» What to produce
The lines you return must be all those in the data that hold the string "autosave".

★ ★ ★

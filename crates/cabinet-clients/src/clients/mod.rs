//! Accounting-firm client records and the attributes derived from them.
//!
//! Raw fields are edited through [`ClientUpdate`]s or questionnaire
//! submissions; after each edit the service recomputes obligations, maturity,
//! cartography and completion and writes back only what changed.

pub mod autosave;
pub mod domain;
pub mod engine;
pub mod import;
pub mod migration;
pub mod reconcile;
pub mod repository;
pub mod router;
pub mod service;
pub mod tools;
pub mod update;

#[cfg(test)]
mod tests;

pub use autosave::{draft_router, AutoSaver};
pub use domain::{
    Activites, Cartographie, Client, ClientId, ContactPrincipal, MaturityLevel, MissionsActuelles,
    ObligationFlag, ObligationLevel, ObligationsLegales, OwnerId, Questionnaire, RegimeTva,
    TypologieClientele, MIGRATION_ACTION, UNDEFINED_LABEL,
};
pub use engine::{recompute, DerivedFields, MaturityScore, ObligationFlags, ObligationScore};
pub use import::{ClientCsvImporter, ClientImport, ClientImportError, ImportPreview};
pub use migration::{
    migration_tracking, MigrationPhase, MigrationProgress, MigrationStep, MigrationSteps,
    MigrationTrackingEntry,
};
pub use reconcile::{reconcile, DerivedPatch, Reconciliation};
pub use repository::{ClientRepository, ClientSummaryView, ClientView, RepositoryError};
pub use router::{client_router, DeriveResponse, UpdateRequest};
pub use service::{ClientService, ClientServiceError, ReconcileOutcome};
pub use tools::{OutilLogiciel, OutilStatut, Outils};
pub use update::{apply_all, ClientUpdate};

★ ★ ★

» Solution for this exercise
pub mod autosave;
pub use autosave::{draft_router, AutoSaver};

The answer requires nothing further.